**Work request:** Wherever a line in the records below contains "masked", copy that line.

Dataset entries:
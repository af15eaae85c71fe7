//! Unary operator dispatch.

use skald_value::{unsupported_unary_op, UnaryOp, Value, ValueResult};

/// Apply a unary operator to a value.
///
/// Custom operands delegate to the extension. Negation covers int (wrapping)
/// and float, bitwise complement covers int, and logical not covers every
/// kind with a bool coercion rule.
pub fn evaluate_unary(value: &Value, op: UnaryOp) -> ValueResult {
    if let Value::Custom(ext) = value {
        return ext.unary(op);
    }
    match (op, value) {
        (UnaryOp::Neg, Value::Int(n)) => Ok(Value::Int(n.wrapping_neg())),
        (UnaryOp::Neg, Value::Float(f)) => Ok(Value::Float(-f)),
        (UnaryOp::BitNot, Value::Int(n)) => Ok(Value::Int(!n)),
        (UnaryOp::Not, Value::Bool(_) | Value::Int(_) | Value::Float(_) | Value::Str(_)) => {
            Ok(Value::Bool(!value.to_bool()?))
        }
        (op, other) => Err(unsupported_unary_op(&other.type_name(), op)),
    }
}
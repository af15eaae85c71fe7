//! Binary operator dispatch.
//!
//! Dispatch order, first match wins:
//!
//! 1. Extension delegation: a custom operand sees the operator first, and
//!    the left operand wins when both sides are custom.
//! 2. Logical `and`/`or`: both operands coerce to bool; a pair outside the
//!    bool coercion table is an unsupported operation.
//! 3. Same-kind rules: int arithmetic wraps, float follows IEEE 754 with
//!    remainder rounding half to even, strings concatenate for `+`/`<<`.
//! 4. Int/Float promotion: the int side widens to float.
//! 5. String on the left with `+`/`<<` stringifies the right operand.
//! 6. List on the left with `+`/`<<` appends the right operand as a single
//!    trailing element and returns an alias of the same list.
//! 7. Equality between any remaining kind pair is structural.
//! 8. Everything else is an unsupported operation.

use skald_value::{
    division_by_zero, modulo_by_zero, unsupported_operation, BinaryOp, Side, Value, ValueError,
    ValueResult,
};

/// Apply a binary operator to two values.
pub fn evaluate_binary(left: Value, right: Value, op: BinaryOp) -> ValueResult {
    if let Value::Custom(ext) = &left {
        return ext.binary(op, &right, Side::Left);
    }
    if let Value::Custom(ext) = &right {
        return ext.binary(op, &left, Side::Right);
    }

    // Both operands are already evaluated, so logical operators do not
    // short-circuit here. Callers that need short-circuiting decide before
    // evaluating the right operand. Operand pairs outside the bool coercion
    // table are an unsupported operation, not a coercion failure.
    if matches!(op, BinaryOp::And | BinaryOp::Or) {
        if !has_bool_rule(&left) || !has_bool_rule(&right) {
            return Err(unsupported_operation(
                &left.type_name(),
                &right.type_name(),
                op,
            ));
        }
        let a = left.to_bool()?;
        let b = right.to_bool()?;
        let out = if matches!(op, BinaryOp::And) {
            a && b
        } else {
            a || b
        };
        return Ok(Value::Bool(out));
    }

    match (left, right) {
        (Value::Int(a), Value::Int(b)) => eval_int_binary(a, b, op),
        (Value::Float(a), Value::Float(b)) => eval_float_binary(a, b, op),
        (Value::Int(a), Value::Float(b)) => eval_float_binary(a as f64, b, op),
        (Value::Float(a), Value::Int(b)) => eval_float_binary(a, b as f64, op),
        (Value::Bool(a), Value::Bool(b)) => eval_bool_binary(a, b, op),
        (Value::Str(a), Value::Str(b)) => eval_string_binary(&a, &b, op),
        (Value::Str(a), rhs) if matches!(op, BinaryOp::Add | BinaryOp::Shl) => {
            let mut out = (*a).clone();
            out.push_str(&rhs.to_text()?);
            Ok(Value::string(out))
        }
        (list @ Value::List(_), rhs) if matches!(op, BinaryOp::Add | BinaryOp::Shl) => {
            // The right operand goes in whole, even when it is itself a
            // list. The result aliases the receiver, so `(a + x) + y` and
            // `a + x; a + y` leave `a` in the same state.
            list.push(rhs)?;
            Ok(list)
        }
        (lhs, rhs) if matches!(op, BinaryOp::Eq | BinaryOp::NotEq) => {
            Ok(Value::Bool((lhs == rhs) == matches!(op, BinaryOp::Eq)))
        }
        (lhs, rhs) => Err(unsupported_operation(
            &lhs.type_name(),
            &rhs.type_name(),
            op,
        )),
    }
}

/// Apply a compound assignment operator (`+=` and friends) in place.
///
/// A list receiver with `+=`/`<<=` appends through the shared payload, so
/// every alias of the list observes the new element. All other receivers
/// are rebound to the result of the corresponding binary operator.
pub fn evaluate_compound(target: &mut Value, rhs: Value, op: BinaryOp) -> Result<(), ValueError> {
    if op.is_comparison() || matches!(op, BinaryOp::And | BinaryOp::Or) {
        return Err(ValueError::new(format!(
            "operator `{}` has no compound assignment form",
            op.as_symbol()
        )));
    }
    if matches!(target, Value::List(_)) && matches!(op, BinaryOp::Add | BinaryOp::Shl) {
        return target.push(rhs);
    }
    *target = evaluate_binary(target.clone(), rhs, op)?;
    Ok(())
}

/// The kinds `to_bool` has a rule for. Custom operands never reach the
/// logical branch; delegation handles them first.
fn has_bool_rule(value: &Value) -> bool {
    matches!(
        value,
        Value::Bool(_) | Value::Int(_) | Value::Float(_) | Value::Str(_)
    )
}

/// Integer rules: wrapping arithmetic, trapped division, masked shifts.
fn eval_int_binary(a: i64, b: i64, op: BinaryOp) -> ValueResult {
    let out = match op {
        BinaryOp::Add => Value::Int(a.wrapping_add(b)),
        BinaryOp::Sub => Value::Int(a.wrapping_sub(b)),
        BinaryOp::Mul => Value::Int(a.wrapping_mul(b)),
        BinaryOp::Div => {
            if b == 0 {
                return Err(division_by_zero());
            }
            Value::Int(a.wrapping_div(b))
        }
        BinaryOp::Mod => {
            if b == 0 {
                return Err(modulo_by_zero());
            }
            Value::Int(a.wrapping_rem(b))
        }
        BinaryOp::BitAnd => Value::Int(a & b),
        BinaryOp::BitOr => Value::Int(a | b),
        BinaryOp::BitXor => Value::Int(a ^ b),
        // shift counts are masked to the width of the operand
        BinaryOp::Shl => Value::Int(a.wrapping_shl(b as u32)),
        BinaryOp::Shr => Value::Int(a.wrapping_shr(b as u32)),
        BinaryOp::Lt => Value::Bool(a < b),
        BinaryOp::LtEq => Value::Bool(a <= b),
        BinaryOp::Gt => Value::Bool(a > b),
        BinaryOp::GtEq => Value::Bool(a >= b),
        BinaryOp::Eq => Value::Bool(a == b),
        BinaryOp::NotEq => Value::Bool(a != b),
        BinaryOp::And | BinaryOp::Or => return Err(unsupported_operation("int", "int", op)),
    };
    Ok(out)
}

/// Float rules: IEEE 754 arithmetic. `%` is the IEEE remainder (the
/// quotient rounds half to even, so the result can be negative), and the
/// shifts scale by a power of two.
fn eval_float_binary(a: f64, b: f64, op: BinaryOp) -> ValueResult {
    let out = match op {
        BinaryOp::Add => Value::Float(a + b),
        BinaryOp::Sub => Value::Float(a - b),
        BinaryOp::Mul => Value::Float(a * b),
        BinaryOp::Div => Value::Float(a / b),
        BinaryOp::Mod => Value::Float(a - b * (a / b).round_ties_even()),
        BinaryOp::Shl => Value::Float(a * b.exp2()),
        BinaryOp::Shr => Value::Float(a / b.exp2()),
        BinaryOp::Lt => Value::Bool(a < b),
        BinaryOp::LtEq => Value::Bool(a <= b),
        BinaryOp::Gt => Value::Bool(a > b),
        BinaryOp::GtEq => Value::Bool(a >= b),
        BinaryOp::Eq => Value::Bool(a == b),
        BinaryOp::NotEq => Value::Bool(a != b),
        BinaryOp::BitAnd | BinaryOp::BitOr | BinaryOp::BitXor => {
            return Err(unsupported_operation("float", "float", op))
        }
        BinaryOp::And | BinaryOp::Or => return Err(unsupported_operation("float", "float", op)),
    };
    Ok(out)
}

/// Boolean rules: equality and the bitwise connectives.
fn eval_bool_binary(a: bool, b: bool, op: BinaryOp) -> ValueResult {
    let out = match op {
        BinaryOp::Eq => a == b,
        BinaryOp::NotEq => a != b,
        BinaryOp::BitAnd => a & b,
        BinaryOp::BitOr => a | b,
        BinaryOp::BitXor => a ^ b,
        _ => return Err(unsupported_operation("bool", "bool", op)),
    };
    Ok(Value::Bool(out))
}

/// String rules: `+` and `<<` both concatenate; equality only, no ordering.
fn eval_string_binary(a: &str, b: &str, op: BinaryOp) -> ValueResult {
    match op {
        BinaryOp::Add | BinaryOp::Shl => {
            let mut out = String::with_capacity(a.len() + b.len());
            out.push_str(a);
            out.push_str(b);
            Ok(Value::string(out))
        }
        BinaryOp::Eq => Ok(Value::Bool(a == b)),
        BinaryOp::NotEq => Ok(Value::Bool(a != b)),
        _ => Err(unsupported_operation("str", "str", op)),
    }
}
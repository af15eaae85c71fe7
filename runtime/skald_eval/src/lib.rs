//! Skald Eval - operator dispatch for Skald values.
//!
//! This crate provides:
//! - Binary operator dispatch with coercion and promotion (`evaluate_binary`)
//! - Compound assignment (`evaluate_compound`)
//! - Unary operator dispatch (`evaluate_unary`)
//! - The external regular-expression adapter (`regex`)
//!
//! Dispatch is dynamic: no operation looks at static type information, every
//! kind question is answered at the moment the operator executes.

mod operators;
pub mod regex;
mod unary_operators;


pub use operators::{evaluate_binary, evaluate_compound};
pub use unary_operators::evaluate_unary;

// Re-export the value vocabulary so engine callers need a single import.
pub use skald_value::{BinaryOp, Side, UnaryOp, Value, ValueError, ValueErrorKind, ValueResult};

**Result of the exercise:**
/// Integer rules: wrapping arithmetic, trapped division, masked shifts.
        // shift counts are masked to the width of the operand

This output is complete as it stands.